_Task requirements_: Please set down, word for word, each line from the one containing "pub fn run(self)" through the final line of the records below, both included, and nothing else.

Extracted records:
//! Backdrop builder and runner.

use winit::event_loop::{ControlFlow, EventLoop};

use crate::config::{EngineConfig, PointerForce};
use crate::driver::Driver;
use crate::error::RunError;
use crate::visuals::{LinkStyle, Rgba};
use crate::window::App;

/// A backdrop builder.
///
/// Start from a preset, override what you need with method chaining, then
/// call `.run()` to open a window and animate until it closes.
///
/// # Example
///
/// ```ignore
/// use plexus::prelude::*;
///
/// fn main() -> Result<(), RunError> {
///     Backdrop::mesh()
///         .with_title("Network")
///         .with_window_size(1280, 240)
///         .run()
/// }
/// ```
pub struct Backdrop {
    config: EngineConfig,
    title: String,
    window_size: (u32, u32),
    clear_color: Rgba,
}

impl Backdrop {
    /// A backdrop running the given variant.
    pub fn new(config: EngineConfig) -> Self {
        Self {
            config,
            title: "Plexus".to_string(),
            window_size: (1280, 720),
            clear_color: Rgba::new(0.02, 0.02, 0.05, 1.0),
        }
    }

    /// The drifting-dust preset. See [`EngineConfig::drift`].
    pub fn drift() -> Self {
        Self::new(EngineConfig::drift())
    }

    /// The linked-network preset. See [`EngineConfig::mesh`].
    pub fn mesh() -> Self {
        Self::new(EngineConfig::mesh())
    }

    /// Set the window title.
    pub fn with_title(mut self, title: impl Into<String>) -> Self {
        self.title = title.into();
        self
    }

    /// Set the initial window size in logical pixels.
    pub fn with_window_size(mut self, width: u32, height: u32) -> Self {
        self.window_size = (width, height);
        self
    }

    /// Set the background clear color.
    pub fn with_clear_color(mut self, color: Rgba) -> Self {
        self.clear_color = color;
        self
    }

    /// Set the surface area, in square pixels, that yields one particle.
    pub fn with_density(mut self, density: f32) -> Self {
        self.config.density = density;
        self
    }

    /// Cap the particle count, or lift the cap with `None`.
    pub fn with_max_count(mut self, max_count: Option<usize>) -> Self {
        self.config.max_count = max_count;
        self
    }

    /// Set the colors particles spawn with.
    pub fn with_palette(mut self, palette: Vec<Rgba>) -> Self {
        self.config.palette = palette;
        self
    }

    /// Set or remove the pointer repulsion.
    pub fn with_pointer_force(mut self, force: Option<PointerForce>) -> Self {
        self.config.pointer_force = force;
        self
    }

    /// Set or remove peer links between nearby particles.
    pub fn with_links(mut self, links: Option<LinkStyle>) -> Self {
        self.config.links = links;
        self
    }

    /// Set or remove links from particles to the pointer.
    pub fn with_pointer_links(mut self, links: Option<LinkStyle>) -> Self {
        self.config.pointer_links = links;
        self
    }

    /// Open the window and animate. Blocks until the window is closed.
    pub fn run(self) -> Result<(), RunError> {
        let event_loop = EventLoop::new()?;
        event_loop.set_control_flow(ControlFlow::Poll);

        let driver = Driver::new(self.config);
        let mut app = App::new(driver, self.title, self.window_size, self.clear_color);
        event_loop.run_app(&mut app)?;
        Ok(())
    }
}

impl Default for Backdrop {
    fn default() -> Self {
        Self::drift()
    }
}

_Exercise result_:
    pub fn run(self) -> Result<(), RunError> {
        let event_loop = EventLoop::new()?;
        event_loop.set_control_flow(ControlFlow::Poll);

        let driver = Driver::new(self.config);
        let mut app = App::new(driver, self.title, self.window_size, self.clear_color);
        event_loop.run_app(&mut app)?;
        Ok(())
    }
}

impl Default for Backdrop {
    fn default() -> Self {
        Self::drift()
    }
}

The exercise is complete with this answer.